この30年に及ぶ「乱」が昨年、アメリカ発の経済破たんとして破たんした。それゆえに根はものすごく深い。和歌山県の「長期総合計画」と「財政規律を守りつつも」という内容である行政改革の計画は、まさに「乱」と同じ内容をもつ新自由主義的な改革に他ならない。
ぼくは100%否定の議論をしている訳ではない。「長期総合計画」には、注目すべき点もある。しかし、「長期総合計画」と「行政改革」の中心思想はやはり新自由主義だろう。具体的な中身としてもこの2つの計画は、福祉の破壊と後退に軸足を置いたもの、官から民への流れを強めるものであり、ここには多くの問題がある。
この2つの計画は、評価できる点はあったとしても、その本質は「治」ではなく「乱」の継続だといわなければならない。
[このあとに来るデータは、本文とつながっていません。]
//! Subcommand implementations.
//!
//! Each command validates its options, resolves geometry, builds the FFmpeg
//! invocation and hands it to the [`Engine`]. Nothing here touches the
//! terminal directly: output goes through the [`Reporter`] and the overwrite
//! question through the `confirm` callback.

pub mod concat;
pub mod crop;
pub mod grid;
pub mod info;
pub mod list;
pub mod resize;
pub mod to_gif;
pub mod trim;

use std::path::Path;

use crate::config::Config;
use crate::error::Result;
use crate::ffmpeg_wrapper::Engine;
use crate::geometry::Dimensions;
use crate::report::Reporter;

/// How a command ended without error
#[derive(Debug, Clone, Copy, PartialEq, Eq)]
pub enum Outcome {
    Completed,
    /// The user declined to overwrite the output file
    Aborted,
}

/// Everything a command needs from its surroundings
pub struct Context<'a> {
    pub engine: &'a dyn Engine,
    pub reporter: &'a mut dyn Reporter,
    pub config: &'a Config,
    /// Asked before replacing an existing file; `true` means go ahead
    pub confirm: &'a mut dyn FnMut(&str) -> bool,
}

impl Context<'_> {
    /// Decide how FFmpeg may treat `output`.
    ///
    /// Returns the value for `-y` (true) or `-n` (false), or `None` when the
    /// file exists and the user declined to replace it.
    pub fn claim_output(&mut self, output: &Path, overwrite: bool) -> Option<bool> {
        if overwrite {
            return Some(true);
        }
        if !output.exists() {
            return Some(false);
        }
        let question = format!("Output file {} already exists. Overwrite?", output.display());
        if (self.confirm)(&question) {
            Some(true)
        } else {
            log::info!("Not overwriting {}", output.display());
            None
        }
    }

    /// Probe `path` and return the size of its first video stream
    pub fn probe_dimensions(&mut self, path: &Path) -> Result<Dimensions> {
        let probe = self.engine.probe(path)?;
        let dims = probe.dimensions(path)?;
        log::debug!("{}: {}", path.display(), dims);
        Ok(dims)
    }
}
「乱」に「乱」を重ねることは許されない。
問われているのは、小泉改革の総点検、総批判であり、そこからの脱却だと思う。県の計画にこの視点はまだない。
福祉国家の再建と望めば安定して働ける社会の再構築、この2点こそ、本当の「治」の中心にすえなければならない。
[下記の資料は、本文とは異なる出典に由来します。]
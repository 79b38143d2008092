use std::io::BufRead;
use std::num::NonZeroU32;
use std::path::PathBuf;
use std::process::ExitCode;

use anyhow::{Context as _, Result};
use clap::{ArgAction, Args, Parser, Subcommand};
use console::{Term, style};

use vidio_core::commands::concat::ConcatOptions;
use vidio_core::commands::crop::CropOptions;
use vidio_core::commands::grid::GridOptions;
use vidio_core::commands::info::InfoOptions;
use vidio_core::commands::list::ListOptions;
use vidio_core::commands::resize::ResizeOptions;
use vidio_core::commands::to_gif::{DEFAULT_FPS, ToGifOptions};
use vidio_core::commands::trim::TrimOptions;
use vidio_core::commands::{self, Context, Outcome};
use vidio_core::{Config, ConsoleReporter, Dither, FfmpegEngine, GifQuality};

#[derive(Parser, Debug)]
#[command(name = "vidio")]
#[command(about = "A simple FFmpeg wrapper for common video operations")]
#[command(version, arg_required_else_help = true)]
struct Cli {
    /// Show FFmpeg commands and other debug info
    #[arg(short, long)]
    verbose: bool,

    #[command(subcommand)]
    command: Command,
}

#[derive(Subcommand, Debug)]
enum Command {
    /// Place videos side by side, or stack them vertically
    Concat(ConcatArgs),
    /// Crop a video to a region or an aspect-ratio preset
    Crop(CropArgs),
    /// Arrange videos in a grid
    Grid(GridArgs),
    /// Resize a video to new dimensions or by a scale factor
    Resize(ResizeArgs),
    /// Convert a video to an optimized animated GIF
    ToGif(ToGifArgs),
    /// Cut a time range out of a video without re-encoding
    Trim(TrimArgs),
    /// Show detailed information about a video file
    Info(InfoArgs),
    /// List video files in a directory
    #[command(visible_alias = "ls")]
    List(ListArgs),
}

#[derive(Args, Debug)]
struct ConcatArgs {
    /// Input videos followed by the output file
    #[arg(required = true, num_args = 2.., value_name = "FILES")]
    files: Vec<PathBuf>,

    /// Stack videos vertically instead of horizontally
    #[arg(short, long)]
    vertical: bool,

    /// Overwrite output file if it exists
    #[arg(long)]
    overwrite: bool,

    /// Suppress all output except errors
    #[arg(short, long)]
    quiet: bool,
}

#[derive(Args, Debug)]
#[command(disable_help_flag = true)]
struct CropArgs {
    /// Input video file
    input: PathBuf,

    /// Output video file
    output: PathBuf,

    /// Width of the cropped region in pixels
    #[arg(short, long)]
    width: Option<u32>,

    /// Height of the cropped region in pixels
    #[arg(short, long)]
    height: Option<u32>,

    /// X offset (left edge) of the crop region
    #[arg(long)]
    x: Option<u32>,

    /// Y offset (top edge) of the crop region
    #[arg(long)]
    y: Option<u32>,

    /// Preset crop: center-square, 16:9, 9:16, 4:3, 1:1
    #[arg(short, long, value_name = "PRESET")]
    preset: Option<String>,

    /// Center the crop region when no offsets are given (default)
    #[arg(long, overrides_with = "no_keep_aspect")]
    keep_aspect: bool,

    /// Crop from the top-left corner when no offsets are given
    #[arg(long, overrides_with = "keep_aspect")]
    no_keep_aspect: bool,

    /// Overwrite output file if it exists
    #[arg(long)]
    overwrite: bool,

    /// Print help
    #[arg(long, action = ArgAction::Help)]
    help: Option<bool>,
}

#[derive(Args, Debug)]
#[command(disable_help_flag = true)]
struct GridArgs {
    /// Input videos followed by the output file
    #[arg(required = true, num_args = 2.., value_name = "FILES")]
    files: Vec<PathBuf>,

    /// Number of rows (calculated if not specified)
    #[arg(short, long)]
    rows: Option<NonZeroU32>,

    /// Number of columns (calculated if not specified)
    #[arg(short, long)]
    cols: Option<NonZeroU32>,

    /// Width of each cell in pixels
    #[arg(short, long)]
    width: Option<u32>,

    /// Height of each cell in pixels
    #[arg(short, long)]
    height: Option<u32>,

    /// Padding between videos in pixels
    #[arg(short, long, default_value_t = 0)]
    padding: u32,

    /// Background color for padding and letterboxing
    #[arg(short, long, default_value = "black")]
    background: String,

    /// Overwrite output file if it exists
    #[arg(long)]
    overwrite: bool,

    /// Print help
    #[arg(long, action = ArgAction::Help)]
    help: Option<bool>,
}

#[derive(Args, Debug)]
#[command(disable_help_flag = true)]
struct ResizeArgs {
    /// Input video file
    input: PathBuf,

    /// Output video file
    output: PathBuf,

    /// Target width in pixels
    #[arg(short, long)]
    width: Option<u32>,

    /// Target height in pixels
    #[arg(short, long)]
    height: Option<u32>,

    /// Scale factor (e.g. 0.5 for 50%, 2.0 for 200%)
    #[arg(short, long)]
    scale: Option<f64>,

    /// Force exact dimensions (may distort the image)
    #[arg(long)]
    force_aspect: bool,

    /// Overwrite output file if it exists
    #[arg(long)]
    overwrite: bool,

    /// Print help
    #[arg(long, action = ArgAction::Help)]
    help: Option<bool>,
}

#[derive(Args, Debug)]
struct ToGifArgs {
    /// Input video file
    input: PathBuf,

    /// Output GIF file
    output: PathBuf,

    /// Frame rate of the GIF
    #[arg(short, long, default_value_t = DEFAULT_FPS,
          value_parser = clap::value_parser!(u32).range(1..=30))]
    fps: u32,

    /// Target width in pixels (height follows the aspect ratio)
    #[arg(short, long)]
    width: Option<u32>,

    /// Scale factor (e.g. 0.5 for 50%)
    #[arg(short, long)]
    scale: Option<f64>,

    /// Quality level: low, medium, high, or 1-10
    #[arg(short, long, default_value = "medium", value_parser = parse_quality)]
    quality: GifQuality,

    /// Start time (HH:MM:SS, MM:SS, or seconds)
    #[arg(short = 't', long, default_value = "0")]
    start: String,

    /// End time (HH:MM:SS, MM:SS, or seconds)
    #[arg(short, long)]
    end: Option<String>,

    /// Duration to convert (HH:MM:SS, MM:SS, or seconds)
    #[arg(short, long)]
    duration: Option<String>,

    /// Number of loops (0 = infinite)
    #[arg(long = "loop", default_value_t = 0)]
    loop_count: u32,

    /// Dithering algorithm
    #[arg(long, value_enum, default_value_t = Dither::FloydSteinberg)]
    dither: Dither,

    /// Skip palette optimization (faster but lower quality)
    #[arg(long)]
    no_optimize: bool,

    /// Overwrite output file if it exists
    #[arg(long)]
    overwrite: bool,
}

#[derive(Args, Debug)]
struct TrimArgs {
    /// Input video file
    input: PathBuf,

    /// Output video file
    output: PathBuf,

    /// Start time (HH:MM:SS, MM:SS, or seconds)
    #[arg(short, long, default_value = "0")]
    start: String,

    /// End time; trims to the end of the video if omitted
    #[arg(short, long)]
    end: Option<String>,

    /// Duration to keep, instead of --end
    #[arg(short, long)]
    duration: Option<String>,

    /// Overwrite output file if it exists
    #[arg(long)]
    overwrite: bool,
}

#[derive(Args, Debug)]
struct InfoArgs {
    /// Video file to inspect
    input: PathBuf,

    /// Print the raw ffprobe document as JSON
    #[arg(long)]
    json: bool,

    /// Count frames exactly (slower but accurate)
    #[arg(long)]
    exact_frames: bool,
}

#[derive(Args, Debug)]
struct ListArgs {
    /// Directory to search (default: current directory)
    directory: Option<PathBuf>,

    /// Show duration, resolution and codec
    #[arg(short = 'l', long = "list")]
    detailed: bool,

    /// Search subdirectories too
    #[arg(short, long)]
    recursive: bool,

    /// Output information as JSON
    #[arg(long)]
    json: bool,

    /// Use a table instead of ls-style output
    #[arg(short, long)]
    table: bool,
}

fn parse_quality(value: &str) -> std::result::Result<GifQuality, String> {
    GifQuality::parse(value).map_err(|e| e.to_string())
}

/// Split `inputs... output`
fn split_output(files: &[PathBuf]) -> Result<(Vec<PathBuf>, PathBuf)> {
    let (output, inputs) = files
        .split_last()
        .context("An output file is required")?;
    Ok((inputs.to_vec(), output.clone()))
}

fn ensure_inputs_exist<'a>(inputs: impl IntoIterator<Item = &'a PathBuf>) -> Result<()> {
    for input in inputs {
        if !input.is_file() {
            anyhow::bail!("Input file does not exist: {}", input.display());
        }
    }
    Ok(())
}

/// Ask on the terminal; anything but yes declines
fn confirm(question: &str) -> bool {
    let term = Term::stderr();
    if term.write_str(&format!("{} [y/N]: ", question)).is_err() {
        return false;
    }
    let mut answer = String::new();
    match std::io::stdin().lock().read_line(&mut answer) {
        Ok(_) => matches!(answer.trim().to_lowercase().as_str(), "y" | "yes"),
        Err(_) => false,
    }
}

fn run(cli: Cli) -> Result<Outcome> {
    let config = Config::from_env();
    let engine = FfmpegEngine::new(config.clone(), cli.verbose);

    let version = engine.check()?;
    log::info!("FFmpeg version {} detected", version);

    let quiet = matches!(cli.command, Command::Concat(ref args) if args.quiet);
    let mut reporter = ConsoleReporter::new(quiet);
    let mut confirm = confirm;
    let mut ctx = Context {
        engine: &engine,
        reporter: &mut reporter,
        config: &config,
        confirm: &mut confirm,
    };

    let outcome = match cli.command {
        Command::Concat(args) => {
            let (inputs, output) = split_output(&args.files)?;
            ensure_inputs_exist(&inputs)?;
            let options = ConcatOptions {
                inputs,
                output,
                vertical: args.vertical,
                overwrite: args.overwrite,
            };
            commands::concat::run(&options, &mut ctx)?
        }
        Command::Crop(args) => {
            ensure_inputs_exist([&args.input])?;
            let options = CropOptions {
                input: args.input,
                output: args.output,
                width: args.width,
                height: args.height,
                x: args.x,
                y: args.y,
                preset: args.preset,
                keep_aspect: args.keep_aspect || !args.no_keep_aspect,
                overwrite: args.overwrite,
            };
            commands::crop::run(&options, &mut ctx)?
        }
        Command::Grid(args) => {
            let (inputs, output) = split_output(&args.files)?;
            ensure_inputs_exist(&inputs)?;
            let options = GridOptions {
                inputs,
                output,
                rows: args.rows,
                cols: args.cols,
                width: args.width,
                height: args.height,
                padding: args.padding,
                background: args.background,
                overwrite: args.overwrite,
            };
            commands::grid::run(&options, &mut ctx)?
        }
        Command::Resize(args) => {
            ensure_inputs_exist([&args.input])?;
            let options = ResizeOptions {
                input: args.input,
                output: args.output,
                width: args.width,
                height: args.height,
                scale: args.scale,
                force_aspect: args.force_aspect,
                overwrite: args.overwrite,
            };
            commands::resize::run(&options, &mut ctx)?
        }
        Command::ToGif(args) => {
            ensure_inputs_exist([&args.input])?;
            let options = ToGifOptions {
                input: args.input,
                output: args.output,
                fps: args.fps,
                width: args.width,
                scale: args.scale,
                quality: args.quality,
                start: args.start,
                end: args.end,
                duration: args.duration,
                loop_count: args.loop_count,
                dither: args.dither,
                optimize: !args.no_optimize,
                overwrite: args.overwrite,
            };
            commands::to_gif::run(&options, &mut ctx)?
        }
        Command::Trim(args) => {
            ensure_inputs_exist([&args.input])?;
            let options = TrimOptions {
                input: args.input,
                output: args.output,
                start: args.start,
                end: args.end,
                duration: args.duration,
                overwrite: args.overwrite,
            };
            commands::trim::run(&options, &mut ctx)?
        }
        Command::Info(args) => {
            ensure_inputs_exist([&args.input])?;
            let options = InfoOptions {
                input: args.input,
                json: args.json,
                exact_frames: args.exact_frames,
            };
            commands::info::run(&options, &mut ctx)?
        }
        Command::List(args) => {
            let options = ListOptions {
                directory: args.directory,
                detailed: args.detailed,
                recursive: args.recursive,
                json: args.json,
                table: args.table,
            };
            commands::list::run(&options, &mut ctx)?
        }
    };
    Ok(outcome)
}

fn init_logging(verbose: bool) {
    let level = if verbose { "debug" } else { "warn" };
    env_logger::Builder::from_env(env_logger::Env::default().default_filter_or(level)).init();
}

fn main() -> ExitCode {
    let cli = match Cli::try_parse() {
        Ok(cli) => cli,
        Err(e) => {
            let _ = e.print();
            return if e.use_stderr() {
                ExitCode::FAILURE
            } else {
                ExitCode::SUCCESS
            };
        }
    };

    init_logging(cli.verbose);

    match run(cli) {
        Ok(Outcome::Completed) => ExitCode::SUCCESS,
        Ok(Outcome::Aborted) => {
            println!("{}", style("Aborted.").yellow());
            ExitCode::SUCCESS
        }
        Err(e) => {
            eprintln!("{} {:#}", style("Error:").red().bold(), e);
            ExitCode::FAILURE
        }
    }
}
「乱」に対する「治」は、「変革」という側面をもつ。この変革は、小泉改革に対する変革である。それは、「改革を止めるな」ではなく「改革を止めて日本社会を再建する」というものになる。言い替えれば、贋物の改革からほんまもんの改革への転換こそが求められているということだ。
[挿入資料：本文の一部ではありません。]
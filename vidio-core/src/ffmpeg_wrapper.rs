use std::ffi::OsString;
use std::io::{BufRead, BufReader};
use std::path::{Path, PathBuf};
use std::process::{Command, Stdio};

use indicatif::{ProgressBar, ProgressStyle};
use regex::Regex;

use crate::config::Config;
use crate::error::{Error, Result};
use crate::filter_graph::{FilterChain, FilterGraph};
use crate::probe::MediaProbe;

/// Lines of FFmpeg's stderr kept in [`Error::ExternalEngineFailure`].
const STDERR_TAIL_LINES: usize = 20;

/// One `-i` declaration with the options that precede it
#[derive(Debug, Clone, PartialEq)]
pub struct Input {
    pub path: PathBuf,
    pub options: Vec<String>,
}

/// FFmpeg command builder with fluent interface
///
/// Inputs keep their declaration order, which is what `[0:v]`, `[1:v]`, ...
/// in a filter graph refer to.
#[derive(Debug, Clone, PartialEq)]
pub struct FFmpegCommand {
    inputs: Vec<Input>,
    output: PathBuf,
    filter_complex: Option<String>,
    video_filter: Option<String>,
    maps: Vec<String>,
    video_codec: Option<String>,
    audio_codec: Option<String>,
    quality: Option<u8>,
    preset: Option<String>,
    output_args: Vec<String>,
    overwrite: bool,
}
日本は熱病のように、小泉改革を受け入れた。しかし、この改革の具体的な中身については、ほとんど証明なしに導入されたものだ。和歌山県出身の竹中平蔵氏は、国会で「それはすでに証明済み」だという答弁を繰り返していたが、証明済みだというだけでその中味については詳しく語らなかった。まさに証明抜きに金融自由化が推し進められ、規制緩和が推進された。
今こそ「乱にいて治を忘れず」という考え方で、証明抜きだった諸施策について総批判がおこなわれなければならない。そこから生まれてくる経済の緊急対策やほんまもんの改革は、ケインズ主義への復帰にはならない。社会進歩の流れに沿って資本主義社会を前進させる改革は、ケインズが考えていたものとは違う多くのものを生み出すようになるだろう。歴史は繰り返す、しかしそれは螺旋状にのぼるのだ。
1929年の世界恐慌は、その克服の過程の中で第2次世界大戦を引き起こしてしまった。経済的な困難の克服は、日本とドイツとイタリアというファシズムを生み出したが、今回の経済危機は、第3次世界大戦を生み出さないと思う。むしろ軍事大国としてのアメリカの凋落、ドルの信用の低下、世界の中心がアメリカから多極化への方向をもって動くように感じている。
人間は、歴史の教訓から多くのことを学んできた。第2次世界大戦は、戦後巨大な平和の流れを生み出してきた。アジアでは、ベトナム戦争以後、いくつかのジグザグはあったが、平和の流れが大きくなっている。
福祉国家の再建は、ヨーロッパ型の社会がひとつの参考になる。ルールなき資本主義からルールのある資本主義への転換、破壊ではなく建設的な改革が問われている。それこそが「乱にいて治を忘れず」ということになる。21世紀は、戦争のない世界への転換。平和共存が現実になるなかで資本主義の抱え込んでいる矛盾を克服し、次の社会への準備が実現していく世紀になる。そういう予感がする。破壊ではなく再建と建設という「治」が求められている。